From 2ffc960e67d7fe130cc9092428909c86b6935e52 Mon Sep 17 00:00:00 2001
From: Michael Brown <mcb30@etherboot.org>
Date: Fri, 27 May 2005 11:44:46 +0000
Subject: [PATCH] Added diatribe about the mismatch between the PXE spec and
 the TFTP protocol, and how we will work around it.

---
 src/interface/pxe/pxe_tftp.c | 105 ++++++++++++++++++++++++++++-------
 1 file changed, 86 insertions(+), 19 deletions(-)

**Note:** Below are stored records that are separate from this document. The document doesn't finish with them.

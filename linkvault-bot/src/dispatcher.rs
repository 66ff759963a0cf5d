//! Session dispatcher: the conversational state machine.
//!
//! `transition` is a pure function from (state, event) to (new state,
//! effects); `Dispatcher` executes the effects against the link store and
//! the chat transport. Keeping the transition pure means every edge of
//! the machine is testable without I/O.

use std::sync::Arc;

use url::Url;

use crate::event::{ButtonKind, CommandKind, Event};
use crate::session::{SessionState, SessionStore};
use crate::store::{LinkStore, StoreError};
use crate::telegram::{ChatTransport, InlineButton, TransportResult};
use crate::texts;

/// Links rendered per list page.
pub const PAGE_SIZE: i64 = 5;

/// Side effect requested by a transition, executed in order.
#[derive(Debug, Clone, PartialEq, Eq)]
pub enum Effect {
    /// Send a plain reply.
    Reply(String),
    /// Run the save action on the raw "name url" input.
    Save { text: String },
    /// Fetch and render one page of the user's links.
    List { page: i64 },
    /// Run the delete action on the raw id input.
    Delete { text: String },
    /// Look up a link by raw id input.
    Get { text: String },
}

/// Advance the state machine. Pure: no I/O, no session map access.
pub fn transition(state: SessionState, event: &Event) -> (SessionState, Vec<Effect>) {
    match event {
        Event::Command(kind) => select_command(*kind),
        Event::ButtonPress(button) => match button {
            ButtonKind::Save => select_command(CommandKind::Save),
            ButtonKind::List => select_command(CommandKind::List),
            ButtonKind::Delete => select_command(CommandKind::Delete),
            ButtonKind::Get => select_command(CommandKind::Get),
            ButtonKind::Prev | ButtonKind::Next => page_turn(state, *button),
        },
        Event::TextReply(text) => match state {
            SessionState::AwaitingSaveInput => {
                (SessionState::Idle, vec![Effect::Save { text: text.clone() }])
            }
            SessionState::AwaitingDeleteId => {
                (SessionState::Idle, vec![Effect::Delete { text: text.clone() }])
            }
            SessionState::AwaitingGetId => {
                (SessionState::Idle, vec![Effect::Get { text: text.clone() }])
            }
            // A stray message with no pending prompt is not state input.
            other => (
                other,
                vec![Effect::Reply(texts::UNKNOWN_COMMAND.to_string())],
            ),
        },
    }
}

/// Selecting a command overwrites whatever state the user was in.
fn select_command(kind: CommandKind) -> (SessionState, Vec<Effect>) {
    match kind {
        CommandKind::Save => (
            SessionState::AwaitingSaveInput,
            vec![Effect::Reply(texts::PROMPT_SAVE.to_string())],
        ),
        CommandKind::List => (
            SessionState::BrowsingList { page: 1 },
            vec![Effect::List { page: 1 }],
        ),
        CommandKind::Delete => (
            SessionState::AwaitingDeleteId,
            vec![Effect::Reply(texts::PROMPT_DELETE.to_string())],
        ),
        CommandKind::Get => (
            SessionState::AwaitingGetId,
            vec![Effect::Reply(texts::PROMPT_GET.to_string())],
        ),
    }
}

fn page_turn(state: SessionState, button: ButtonKind) -> (SessionState, Vec<Effect>) {
    let SessionState::BrowsingList { page } = state else {
        // A stale prev/next button pressed outside a list view; drop it.
        return (state, vec![]);
    };

    let page = match button {
        ButtonKind::Prev => (page - 1).max(1),
        _ => page + 1,
    };

    (
        SessionState::BrowsingList { page },
        vec![Effect::List { page }],
    )
}

/// Integer-prefix parse: leading whitespace skipped, optional sign, then a
/// digit run; trailing garbage is accepted ("12abc" parses as 12). `None`
/// when there are no digits.
pub fn parse_id(text: &str) -> Option<i64> {
    let trimmed = text.trim_start();
    let (negative, rest) = match trimmed.strip_prefix('-') {
        Some(rest) => (true, rest),
        None => (false, trimmed.strip_prefix('+').unwrap_or(trimmed)),
    };

    let end = rest
        .find(|c: char| !c.is_ascii_digit())
        .unwrap_or(rest.len());
    let digits = &rest[..end];
    if digits.is_empty() {
        return None;
    }

    let value = digits.parse::<i64>().ok()?;
    Some(if negative { -value } else { value })
}

/// Main reply keyboard rows (labels only).
pub fn main_keyboard() -> Vec<Vec<String>> {
    vec![
        vec![texts::BTN_SAVE.to_string(), texts::BTN_LIST.to_string()],
        vec![texts::BTN_DELETE.to_string(), texts::BTN_GET.to_string()],
    ]
}

/// Inline keyboard with the four command buttons.
pub fn menu_keyboard() -> Vec<Vec<InlineButton>> {
    vec![
        vec![
            InlineButton::new(texts::BTN_SAVE, texts::CB_SAVE),
            InlineButton::new(texts::BTN_LIST, texts::CB_LIST),
        ],
        vec![
            InlineButton::new(texts::BTN_DELETE, texts::CB_DELETE),
            InlineButton::new(texts::BTN_GET, texts::CB_GET),
        ],
    ]
}

/// Inline keyboard attached to list pages.
pub fn paging_keyboard() -> Vec<Vec<InlineButton>> {
    vec![vec![
        InlineButton::new(texts::BTN_PREV, texts::CB_PREV),
        InlineButton::new(texts::BTN_NEXT, texts::CB_NEXT),
    ]]
}

/// Owns the session map and executes transition effects.
pub struct Dispatcher {
    sessions: SessionStore,
    store: Arc<dyn LinkStore>,
    transport: Arc<dyn ChatTransport>,
}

diff --git a/src/interface/pxe/pxe_tftp.c b/src/interface/pxe/pxe_tftp.c
index 3f07aef4..029f7f42 100644
--- a/src/interface/pxe/pxe_tftp.c
+++ b/src/interface/pxe/pxe_tftp.c
@@ -30,14 +30,14 @@
  * @v tftp_open				Pointer to a struct s_PXENV_TFTP_OPEN
  * @v s_PXENV_TFTP_OPEN::ServerIPAddress TFTP server IP address
  * @v s_PXENV_TFTP_OPEN::GatewayIPAddress Relay agent IP address, or 0.0.0.0
- * @v s_PXENV_TFTP_OPEN::Filename	Name of file to open
+ * @v s_PXENV_TFTP_OPEN::FileName	Name of file to open
  * @v s_PXENV_TFTP_OPEN::TFTPPort	TFTP server UDP port
  * @v s_PXENV_TFTP_OPEN::PacketSize	TFTP blksize option to request
  * @ret #PXENV_EXIT_SUCCESS		File was opened
  * @ret #PXENV_EXIT_FAILURE		File was not opened
  * @ret s_PXENV_TFTP_OPEN::Status	PXE status code
- * @ret s_PXENV_TFTP_OPEN::PacketSize	Negotiated 
- * @err .......				..........
+ * @ret s_PXENV_TFTP_OPEN::PacketSize	Negotiated blksize
+ * @err #PXENV_STATUS_TFTP_INVALID_PACKET_SIZE Requested blksize too small
  *
  * Opens a TFTP connection for downloading a file a block at a time
  * using pxenv_tftp_read().
@@ -46,11 +46,21 @@
  * routing will take place.  See the relevant
  * @ref pxe_routing "implementation note" for more details.
  *
- * s_PXENV_TFTP_OPEN::PacketSize must be at least 512.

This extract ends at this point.